Collected data entries
:::::

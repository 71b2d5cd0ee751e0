//! Line segmentation, marker extraction and dual-view rendering.
//!
//! The render hook ([`process_blocks`]) takes the blocks produced by a
//! rendering pipeline, splits each prose block into logical lines on explicit
//! breaks, looks for a trailing `%hl-<colour>%` marker on each line, and
//! replaces a marked line with two fragments: a background-highlighted block
//! fragment and an inline fragment with a marker pill. Which one is visible is
//! up to the stylesheet of the surrounding view (see [`crate::style`]).

pub mod dual_view;
pub mod extract;
pub mod markdown;
pub mod segment;

pub use dual_view::{RenderedLinePair, marker_pill, process_block, process_blocks, render_line};
pub use extract::{MarkerMatch, extract_marker, extract_marker_from_text};
pub use markdown::render_markdown;
pub use segment::{LogicalLine, segment_lines};

use crate::nodes::{Block, Node};

/// Markdown rendered for the reading view, with the render hook applied.
pub fn render_reading_view(source: &str) -> Vec<Block> {
    let mut blocks = render_markdown(source);
    process_blocks(&mut blocks);
    blocks
}

/// One processed single-line block per source line, for the live view where
/// every source line sits next to its gutter number.
pub fn render_live_lines(source: &str) -> Vec<Block> {
    let mut blocks: Vec<Block> = source
        .split('\n')
        .map(|line| {
            let line = line.strip_suffix('\r').unwrap_or(line);
            let children = if line.is_empty() {
                Vec::new()
            } else {
                vec![Node::text(line)]
            };
            Block::paragraph(children)
        })
        .collect();
    process_blocks(&mut blocks);
    blocks
}

#[cfg(test)]
mod tests {
    use super::*;

    #[test]
    fn live_lines_follow_source_lines() {
        let blocks = render_live_lines("a\n\nb %hl-red%\n");

        assert_eq!(blocks.len(), 4);
        assert!(blocks[1].children.is_empty());
        assert_eq!(blocks[2].children.len(), 2);
        assert!(blocks[3].children.is_empty());
    }

    #[test]
    fn reading_view_skips_code() {
        let blocks = render_reading_view("```\ncode %hl-red%\n```\n\ntext %hl-red%\n");

        assert_eq!(blocks[0].text_content(), "code %hl-red%");
        assert_eq!(blocks[1].children.len(), 2);
    }
}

:::::

◆ Problem to work on:
Which lines should be output? Exactly those from the first line of the data through the line containing "pub mod segment;", inclusive.

◆ Finished exercise:
repository 71b2d5cd0ee751e0
//! Line segmentation, marker extraction and dual-view rendering.
//!
//! The render hook ([`process_blocks`]) takes the blocks produced by a
//! rendering pipeline, splits each prose block into logical lines on explicit
//! breaks, looks for a trailing `%hl-<colour>%` marker on each line, and
//! replaces a marked line with two fragments: a background-highlighted block
//! fragment and an inline fragment with a marker pill. Which one is visible is
//! up to the stylesheet of the surrounding view (see [`crate::style`]).

pub mod dual_view;
pub mod extract;
pub mod markdown;
pub mod segment;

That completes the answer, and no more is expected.